Required action: Write back every record verbatim.

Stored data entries
- Opening Delimiter -

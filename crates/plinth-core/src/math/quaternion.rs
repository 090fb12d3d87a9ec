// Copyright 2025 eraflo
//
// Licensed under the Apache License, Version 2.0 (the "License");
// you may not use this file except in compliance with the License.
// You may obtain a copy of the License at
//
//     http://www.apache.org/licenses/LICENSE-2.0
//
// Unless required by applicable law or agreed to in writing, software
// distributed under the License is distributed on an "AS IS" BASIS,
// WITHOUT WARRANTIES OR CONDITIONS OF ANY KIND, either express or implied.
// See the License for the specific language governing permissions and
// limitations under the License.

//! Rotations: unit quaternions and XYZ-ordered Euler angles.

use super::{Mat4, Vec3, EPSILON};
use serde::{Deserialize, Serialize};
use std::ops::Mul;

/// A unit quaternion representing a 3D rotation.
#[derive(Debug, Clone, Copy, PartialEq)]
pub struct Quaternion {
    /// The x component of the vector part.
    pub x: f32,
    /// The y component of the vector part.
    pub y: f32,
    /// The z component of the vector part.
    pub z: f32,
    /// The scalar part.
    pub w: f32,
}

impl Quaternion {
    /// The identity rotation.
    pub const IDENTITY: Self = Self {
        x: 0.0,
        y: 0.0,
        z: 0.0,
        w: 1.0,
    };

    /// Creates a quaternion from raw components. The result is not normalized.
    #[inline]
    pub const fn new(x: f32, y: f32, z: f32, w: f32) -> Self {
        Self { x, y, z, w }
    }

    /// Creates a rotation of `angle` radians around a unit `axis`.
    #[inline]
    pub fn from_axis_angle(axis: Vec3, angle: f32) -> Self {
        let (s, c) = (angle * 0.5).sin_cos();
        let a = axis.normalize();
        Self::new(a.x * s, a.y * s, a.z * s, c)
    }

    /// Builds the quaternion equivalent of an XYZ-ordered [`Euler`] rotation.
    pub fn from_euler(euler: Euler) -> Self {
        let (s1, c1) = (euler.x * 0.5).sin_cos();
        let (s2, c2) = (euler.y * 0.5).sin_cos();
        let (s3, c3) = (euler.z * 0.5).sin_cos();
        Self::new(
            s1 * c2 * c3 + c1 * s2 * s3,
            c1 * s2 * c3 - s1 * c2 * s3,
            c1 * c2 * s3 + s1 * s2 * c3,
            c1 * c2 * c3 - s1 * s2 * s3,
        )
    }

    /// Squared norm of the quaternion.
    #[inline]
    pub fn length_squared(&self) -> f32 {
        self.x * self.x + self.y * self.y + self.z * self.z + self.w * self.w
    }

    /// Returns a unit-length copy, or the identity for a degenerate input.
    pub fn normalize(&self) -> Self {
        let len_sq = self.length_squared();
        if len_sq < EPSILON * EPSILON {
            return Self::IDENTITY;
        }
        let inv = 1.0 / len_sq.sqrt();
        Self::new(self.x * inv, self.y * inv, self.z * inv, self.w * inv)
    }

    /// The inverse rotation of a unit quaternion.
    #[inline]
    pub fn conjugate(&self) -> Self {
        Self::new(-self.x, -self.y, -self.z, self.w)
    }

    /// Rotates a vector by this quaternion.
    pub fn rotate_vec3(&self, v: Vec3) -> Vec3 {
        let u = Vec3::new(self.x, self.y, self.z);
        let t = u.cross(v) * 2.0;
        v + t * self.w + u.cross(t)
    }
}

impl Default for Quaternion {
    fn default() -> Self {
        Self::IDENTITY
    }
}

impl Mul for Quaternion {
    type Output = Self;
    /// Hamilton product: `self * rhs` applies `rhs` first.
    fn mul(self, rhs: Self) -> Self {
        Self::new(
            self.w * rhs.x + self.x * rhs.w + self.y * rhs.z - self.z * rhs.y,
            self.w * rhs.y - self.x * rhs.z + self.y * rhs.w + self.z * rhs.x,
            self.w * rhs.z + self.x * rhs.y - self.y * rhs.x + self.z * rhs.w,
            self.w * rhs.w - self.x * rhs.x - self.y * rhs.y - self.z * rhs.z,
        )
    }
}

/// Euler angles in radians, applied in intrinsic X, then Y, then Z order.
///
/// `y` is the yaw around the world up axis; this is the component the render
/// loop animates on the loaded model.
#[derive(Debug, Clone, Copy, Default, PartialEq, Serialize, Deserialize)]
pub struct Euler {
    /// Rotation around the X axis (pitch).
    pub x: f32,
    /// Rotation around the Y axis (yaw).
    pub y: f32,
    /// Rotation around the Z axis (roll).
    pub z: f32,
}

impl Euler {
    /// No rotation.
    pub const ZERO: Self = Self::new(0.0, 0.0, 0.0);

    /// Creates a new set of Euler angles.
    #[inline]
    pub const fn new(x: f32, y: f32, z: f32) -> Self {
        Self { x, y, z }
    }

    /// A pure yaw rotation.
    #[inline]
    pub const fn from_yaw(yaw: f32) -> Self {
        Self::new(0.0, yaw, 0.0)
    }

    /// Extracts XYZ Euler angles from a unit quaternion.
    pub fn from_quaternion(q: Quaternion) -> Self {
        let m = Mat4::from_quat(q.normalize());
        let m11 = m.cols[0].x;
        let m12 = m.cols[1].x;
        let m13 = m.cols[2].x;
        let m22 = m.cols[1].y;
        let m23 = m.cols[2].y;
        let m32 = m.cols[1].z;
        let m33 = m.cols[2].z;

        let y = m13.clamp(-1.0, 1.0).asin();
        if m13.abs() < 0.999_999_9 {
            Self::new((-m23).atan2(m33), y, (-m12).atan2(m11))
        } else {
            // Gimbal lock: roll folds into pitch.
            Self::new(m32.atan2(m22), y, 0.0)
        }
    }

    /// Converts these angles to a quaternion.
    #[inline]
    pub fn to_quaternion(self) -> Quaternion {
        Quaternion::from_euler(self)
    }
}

- Closing Delimiter -

Answer below:
filename crates/plinth-core/src/math/quaternion.rs
repository 090fb12d3d87a9ec
// Copyright 2025 eraflo
//
// Licensed under the Apache License, Version 2.0 (the "License");
// you may not use this file except in compliance with the License.
// You may obtain a copy of the License at
//
//     http://www.apache.org/licenses/LICENSE-2.0
//
// Unless required by applicable law or agreed to in writing, software
// distributed under the License is distributed on an "AS IS" BASIS,
// WITHOUT WARRANTIES OR CONDITIONS OF ANY KIND, either express or implied.
// See the License for the specific language governing permissions and
// limitations under the License.

//! Rotations: unit quaternions and XYZ-ordered Euler angles.

use super::{Mat4, Vec3, EPSILON};
use serde::{Deserialize, Serialize};
use std::ops::Mul;

/// A unit quaternion representing a 3D rotation.
#[derive(Debug, Clone, Copy, PartialEq)]
pub struct Quaternion {
    /// The x component of the vector part.
    pub x: f32,
    /// The y component of the vector part.
    pub y: f32,
    /// The z component of the vector part.
    pub z: f32,
    /// The scalar part.
    pub w: f32,
}

impl Quaternion {
    /// The identity rotation.
    pub const IDENTITY: Self = Self {
        x: 0.0,
        y: 0.0,
        z: 0.0,
        w: 1.0,
    };

    /// Creates a quaternion from raw components. The result is not normalized.
    #[inline]
    pub const fn new(x: f32, y: f32, z: f32, w: f32) -> Self {
        Self { x, y, z, w }
    }

    /// Creates a rotation of `angle` radians around a unit `axis`.
    #[inline]
    pub fn from_axis_angle(axis: Vec3, angle: f32) -> Self {
        let (s, c) = (angle * 0.5).sin_cos();
        let a = axis.normalize();
        Self::new(a.x * s, a.y * s, a.z * s, c)
    }

    /// Builds the quaternion equivalent of an XYZ-ordered [`Euler`] rotation.
    pub fn from_euler(euler: Euler) -> Self {
        let (s1, c1) = (euler.x * 0.5).sin_cos();
        let (s2, c2) = (euler.y * 0.5).sin_cos();
        let (s3, c3) = (euler.z * 0.5).sin_cos();
        Self::new(
            s1 * c2 * c3 + c1 * s2 * s3,
            c1 * s2 * c3 - s1 * c2 * s3,
            c1 * c2 * s3 + s1 * s2 * c3,
            c1 * c2 * c3 - s1 * s2 * s3,
        )
    }

    /// Squared norm of the quaternion.
    #[inline]
    pub fn length_squared(&self) -> f32 {
        self.x * self.x + self.y * self.y + self.z * self.z + self.w * self.w
    }

    /// Returns a unit-length copy, or the identity for a degenerate input.
    pub fn normalize(&self) -> Self {
        let len_sq = self.length_squared();
        if len_sq < EPSILON * EPSILON {
            return Self::IDENTITY;
        }
        let inv = 1.0 / len_sq.sqrt();
        Self::new(self.x * inv, self.y * inv, self.z * inv, self.w * inv)
    }

    /// The inverse rotation of a unit quaternion.
    #[inline]
    pub fn conjugate(&self) -> Self {
        Self::new(-self.x, -self.y, -self.z, self.w)
    }

    /// Rotates a vector by this quaternion.
    pub fn rotate_vec3(&self, v: Vec3) -> Vec3 {
        let u = Vec3::new(self.x, self.y, self.z);
        let t = u.cross(v) * 2.0;
        v + t * self.w + u.cross(t)
    }
}

impl Default for Quaternion {
    fn default() -> Self {
        Self::IDENTITY
    }
}

impl Mul for Quaternion {
    type Output = Self;
    /// Hamilton product: `self * rhs` applies `rhs` first.
    fn mul(self, rhs: Self) -> Self {
        Self::new(
            self.w * rhs.x + self.x * rhs.w + self.y * rhs.z - self.z * rhs.y,
            self.w * rhs.y - self.x * rhs.z + self.y * rhs.w + self.z * rhs.x,
            self.w * rhs.z + self.x * rhs.y - self.y * rhs.x + self.z * rhs.w,
            self.w * rhs.w - self.x * rhs.x - self.y * rhs.y - self.z * rhs.z,
        )
    }
}

/// Euler angles in radians, applied in intrinsic X, then Y, then Z order.
///
/// `y` is the yaw around the world up axis; this is the component the render
/// loop animates on the loaded model.
#[derive(Debug, Clone, Copy, Default, PartialEq, Serialize, Deserialize)]
pub struct Euler {
    /// Rotation around the X axis (pitch).
    pub x: f32,
    /// Rotation around the Y axis (yaw).
    pub y: f32,
    /// Rotation around the Z axis (roll).
    pub z: f32,
}

impl Euler {
    /// No rotation.
    pub const ZERO: Self = Self::new(0.0, 0.0, 0.0);

    /// Creates a new set of Euler angles.
    #[inline]
    pub const fn new(x: f32, y: f32, z: f32) -> Self {
        Self { x, y, z }
    }

    /// A pure yaw rotation.
    #[inline]
    pub const fn from_yaw(yaw: f32) -> Self {
        Self::new(0.0, yaw, 0.0)
    }

    /// Extracts XYZ Euler angles from a unit quaternion.
    pub fn from_quaternion(q: Quaternion) -> Self {
        let m = Mat4::from_quat(q.normalize());
        let m11 = m.cols[0].x;
        let m12 = m.cols[1].x;
        let m13 = m.cols[2].x;
        let m22 = m.cols[1].y;
        let m23 = m.cols[2].y;
        let m32 = m.cols[1].z;
        let m33 = m.cols[2].z;

        let y = m13.clamp(-1.0, 1.0).asin();
        if m13.abs() < 0.999_999_9 {
            Self::new((-m23).atan2(m33), y, (-m12).atan2(m11))
        } else {
            // Gimbal lock: roll folds into pitch.
            Self::new(m32.atan2(m22), y, 0.0)
        }
    }

    /// Converts these angles to a quaternion.
    #[inline]
    pub fn to_quaternion(self) -> Quaternion {
        Quaternion::from_euler(self)
    }
}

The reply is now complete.